Cyberattackers are seizing upon the 24-hour news cycle again in order to capitalize on the current zeitgeist – this time with a fake Black Lives Matter malspam campaign that distributes the TrickBot malware.
According to Swiss security firm Abuse.ch, threat actors are posing as government officials, in an effort to lure socially minded victims into clicking on a malicious attachment in an email. The messages use a grammatically challenged subject line, “Vote anonymous about Black Lives Matter,” or “Leave a review confidentially about Black Lives Matter,” and purport to contain a survey document.
According to sample campaign documents (first obtained by Bleeping Computer), the attachment, if opened, surfaces a button urging recipients to “Enable Editing” or “Enable Content.” If clicked, the button activates malicious macros that in turn download TrickBot, in the form of a malicious library (.DLL file).

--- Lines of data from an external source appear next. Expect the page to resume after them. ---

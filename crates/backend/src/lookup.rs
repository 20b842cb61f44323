use serde::{Deserialize, Serialize};

use crate::de;
use crate::records::VendorRecord;

/// A listing lookup to be sent to the backend.
///
/// Field names follow the form fields of the lookup endpoint.
#[derive(Clone, Debug, PartialEq, Eq, Hash, Serialize, Deserialize)]
pub struct LookupRequest {
    /// The visitor's 10-digit mobile number.
    pub mobile_number: String,
    /// The city name, either from the city list or as typed.
    pub location: String,
    /// The identifier of the selected category.
    pub category: String,
}

impl LookupRequest {
    /// Returns the request as `(field, value)` pairs, in the order the
    /// endpoint documents them.
    #[inline]
    pub fn form_fields(&self) -> [(&'static str, &str); 3] {
        [
            ("mobile_number", &self.mobile_number),
            ("location", &self.location),
            ("category", &self.category),
        ]
    }
}

/// The answer of a listing lookup.
#[derive(Clone, Debug, Default, PartialEq, Eq, Hash, Serialize, Deserialize)]
pub struct LookupResponse {
    /// Vendor groups, in the order the backend returned them.
    #[serde(default, deserialize_with = "de::list_or_null")]
    pub data: Vec<ListingGroup>,
}

/// A group of vendors sharing the same promotion scope.
#[derive(Clone, Debug, Default, PartialEq, Eq, Hash, Serialize, Deserialize)]
pub struct ListingGroup {
    /// Whether the group is promoted across all cities.
    #[serde(default, deserialize_with = "de::flag")]
    pub is_city_select_all: bool,
    /// Vendors of this group.
    #[serde(default, deserialize_with = "de::list_or_null")]
    pub listing_id: Vec<VendorRecord>,
}

impl ListingGroup {
    /// Creates a group promoted in the requested city only.
    #[inline]
    pub fn standard(vendors: impl Into<Vec<VendorRecord>>) -> Self {
        Self {
            is_city_select_all: false,
            listing_id: vendors.into(),
        }
    }

    /// Creates a group promoted across all cities.
    #[inline]
    pub fn premium(vendors: impl Into<Vec<VendorRecord>>) -> Self {
        Self {
            is_city_select_all: true,
            listing_id: vendors.into(),
        }
    }
}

TrickBot is a rapidly evolving, modular malware strain that has been around since 2016, starting life as a banking trojan. Over time, it has gradually extended its functions to include collecting credentials from a victim’s emails, browsers and installed network apps. The malware has also evolved to add more modules and act as a delivery vehicle for other malware.
For instance, earlier this month, a new stealthy backdoor that researchers call “BazarBackdoor” was added to TrickBot’s arsenal; and in January, researchers found the malware’s operators to be using “PowerTrick,” a backdoor that helped the malware conduct reconnaissance of targeted financial institutions and also fetch yet other backdoors.
Cybercriminals looking for a quick payday often latch onto popular movements, political happenings or sporting events in order to capitalize on people’s interest in a given subject. This happens perennially with the Super Bowl and the World Cup; and more recently, crooks have adopted a slew of COVID-19- and coronavirus-themed lures to pique email recipients’ interest.